The Anatomy and Function of the Fallopian Tube
Understanding tubal infertility requires a clear picture of what the fallopian tube does and why each part of its structure matters.
The tube has four anatomical segments. The interstitial segment passes through the uterine wall — the narrowest and shortest portion, approximately 1 centimetre long. The isthmus extends from the uterine wall toward the ovary — a narrow, muscular segment approximately 2 to 3 centimetres long. The ampulla is the widest and longest segment — approximately 5 to 8 centimetres — and the site where fertilization normally occurs. The fimbriae are the finger-like projections at the outermost end that sweep the egg from the ovary into the tube at ovulation.
The inner surface of the tube is lined by specialized cells — ciliated cells that beat rhythmically to move fluid and the egg toward the uterus, and secretory cells that produce the nutritive fluid that sustains the egg and the early embryo during their journey.
When the tube is blocked, the specific location of the blockage determines what is lost. A proximal blockage — near the uterine end — prevents sperm from entering the tube and prevents any egg from being fertilized in the ampulla. A distal blockage — near the fimbrial end — prevents the egg from entering the tube and may cause hydrosalpinx — the accumulation of fluid in the blocked tube. A mid-tube blockage prevents passage of both sperm toward the egg and the embryo toward the uterus.
In all cases, the fundamental problem is the same: the physical path along which fertilization and embryo transport must occur is obstructed.
What Causes Fallopian Tube Blockage?
Tubal blockage is caused by anything that damages or scars the delicate inner lining and wall of the fallopian tube. The most common causes in the Indian context are the following.

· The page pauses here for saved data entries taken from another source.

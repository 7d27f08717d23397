//! # Database Error Types
//!
//! Error types for database operations.
//!
//! ## Error Flow
//! ```text
//! ┌─────────────────────────────────────────────────────────────────────────┐
//! │                    Error Propagation                                    │
//! │                                                                         │
//! │  sqlx::Error ─────────────┐                                             │
//! │  calamine / csv / xlsx ───┤                                             │
//! │  CoreError (stock, ...) ──┤                                             │
//! │                           ▼                                             │
//! │  DbError (this module) ← Adds context and categorization               │
//! │       │                                                                 │
//! │       ▼                                                                 │
//! │  ApiError (in web app) ← JSON body + HTTP status                       │
//! │                                                                         │
//! └─────────────────────────────────────────────────────────────────────────┘
//! ```

use mostrador_core::{CoreError, ValidationError};
use thiserror::Error;

/// Database operation errors.
#[derive(Debug, Error)]
pub enum DbError {
    /// Entity not found in database.
    #[error("{entity} not found: {id}")]
    NotFound { entity: String, id: String },

    /// Unique constraint violation.
    ///
    /// ## When This Occurs
    /// - Duplicate product code
    /// - Duplicate customer tax id
    /// - Duplicate username
    #[error("Duplicate {field}: '{value}' already exists")]
    UniqueViolation { field: String, value: String },

    /// Foreign key constraint violation.
    #[error("Foreign key violation: {message}")]
    ForeignKeyViolation { message: String },

    /// Database connection failed.
    #[error("Connection failed: {0}")]
    ConnectionFailed(String),

    #[error("Migration failed: {0}")]
    MigrationFailed(String),

    /// Query execution failed.
    #[error("Query failed: {0}")]
    QueryFailed(String),

    #[error("Transaction failed: {0}")]
    TransactionFailed(String),

    /// Pool exhausted (all connections in use).
    #[error("Connection pool exhausted")]
    PoolExhausted,

    /// A business rule rejected the operation (stock, already sold, ...).
    #[error(transparent)]
    Domain(#[from] CoreError),

    /// An import file could not be read at all.
    #[error("Import failed: {0}")]
    Import(String),

    /// The export workbook could not be produced.
    #[error("Report failed: {0}")]
    Report(String),

    #[error("Internal database error: {0}")]
    Internal(String),
}

impl DbError {
    /// Creates a NotFound error for a given entity type and ID.
    pub fn not_found(entity: impl Into<String>, id: impl ToString) -> Self {
        DbError::NotFound {
            entity: entity.into(),
            id: id.to_string(),
        }
    }

    /// Creates a UniqueViolation error.
    pub fn duplicate(field: impl Into<String>, value: impl Into<String>) -> Self {
        DbError::UniqueViolation {
            field: field.into(),
            value: value.into(),
        }
    }

    /// Replaces the generic value of a unique violation with the real one.
    pub(crate) fn with_duplicate_value(self, field: &str, value: &str) -> Self {
        match self {
            DbError::UniqueViolation { .. } => DbError::duplicate(field, value),
            other => other,
        }
    }
}

impl From<ValidationError> for DbError {
    fn from(err: ValidationError) -> Self {
        DbError::Domain(CoreError::Validation(err))
    }
}

/// Convert sqlx errors to DbError.
///
/// ## Error Mapping
/// ```text
/// sqlx::Error::RowNotFound    → DbError::NotFound
/// sqlx::Error::Database       → Analyze message for constraint type
/// sqlx::Error::PoolTimedOut   → DbError::PoolExhausted
/// Other                       → DbError::Internal
/// ```
impl From<sqlx::Error> for DbError {
    fn from(err: sqlx::Error) -> Self {
        match err {
            sqlx::Error::RowNotFound => DbError::NotFound {
                entity: "Record".to_string(),
                id: "unknown".to_string(),
            },

            sqlx::Error::Database(db_err) => {
                let msg = db_err.message();

                // UNIQUE constraint: "UNIQUE constraint failed: <table>.<column>"
                // FK constraint: "FOREIGN KEY constraint failed"
                if msg.contains("UNIQUE constraint failed") {
                    let field = msg
                        .split("UNIQUE constraint failed: ")
                        .nth(1)
                        .unwrap_or("unknown")
                        .to_string();
                    DbError::UniqueViolation {
                        field,
                        value: "unknown".to_string(),
                    }
                } else if msg.contains("FOREIGN KEY constraint failed") {
                    DbError::ForeignKeyViolation {
                        message: msg.to_string(),
                    }
                } else {
                    DbError::QueryFailed(msg.to_string())
                }
            }

            sqlx::Error::PoolTimedOut => DbError::PoolExhausted,

            sqlx::Error::PoolClosed => DbError::ConnectionFailed("Pool is closed".to_string()),

            _ => DbError::Internal(err.to_string()),
        }
    }
}

impl From<sqlx::migrate::MigrateError> for DbError {
    fn from(err: sqlx::migrate::MigrateError) -> Self {
        DbError::MigrationFailed(err.to_string())
    }
}

impl From<calamine::XlsxError> for DbError {
    fn from(err: calamine::XlsxError) -> Self {
        DbError::Import(err.to_string())
    }
}

impl From<csv::Error> for DbError {
    fn from(err: csv::Error) -> Self {
        DbError::Import(err.to_string())
    }
}

impl From<rust_xlsxwriter::XlsxError> for DbError {
    fn from(err: rust_xlsxwriter::XlsxError) -> Self {
        DbError::Report(err.to_string())
    }
}

/// Result type for database operations.
pub type DbResult<T> = Result<T, DbError>;

#[cfg(test)]
mod tests {
    use super::*;

    #[test]
    fn test_domain_errors_keep_their_message() {
        let err: DbError = CoreError::AlreadySold {
            code: "P001".to_string(),
        }
        .into();
        assert!(err.to_string().contains("already sold"));
    }

    #[test]
    fn test_with_duplicate_value_only_touches_unique_violations() {
        let err =
            DbError::duplicate("products.code", "unknown").with_duplicate_value("code", "P001");
        assert_eq!(err.to_string(), "Duplicate code: 'P001' already exists");

        let err = DbError::PoolExhausted.with_duplicate_value("code", "P001");
        assert!(matches!(err, DbError::PoolExhausted));
    }
}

Pelvic inflammatory disease (PID) — infection of the upper reproductive tract, typically caused by sexually transmitted infections (STIs) including Chlamydia trachomatis and Neisseria gonorrhoeae — is the most common cause of tubal damage globally. Even a single episode of PID can cause significant scarring of the fallopian tubes. Repeated episodes cause cumulative damage. What makes PID particularly insidious in the fertility context is that a significant proportion of infections — particularly Chlamydia — are asymptomatic. A woman may have had an infection years before she tries to conceive without ever knowing, and the tubal damage it caused may be discovered only when infertility investigation reveals blocked tubes.
Tuberculosis (TB) — particularly genital tuberculosis — is an important and somewhat India-specific cause of tubal damage. Genital TB is caused by Mycobacterium tuberculosis infecting the reproductive organs through hematogenous spread from a primary pulmonary or other focus. It is more prevalent in India than in most high-income countries, and its clinical presentation — which may be entirely asymptomatic from a reproductive standpoint — means it is often discovered only during infertility investigation. Genital TB typically causes extensive and severe tubal damage, often resulting in bilateral tube destruction and intrauterine adhesions, making IVF technically challenging and success rates lower than in other causes of tubal infertility.
Endometriosis — as discussed in our dedicated endometriosis article — can cause peritubal adhesions that distort the tubes and impair their function, as well as occasionally causing intraluminal tubal damage. Endometriosis-related tubal damage is typically associated with visible pelvic adhesions and often with ovarian endometriomas.
Previous pelvic or abdominal surgery — including appendectomy, ovarian cystectomy, caesarean section, and surgery for ectopic pregnancy — can cause adhesions that adhere to the fallopian tubes, kink or compress them, or directly damage the tubal wall.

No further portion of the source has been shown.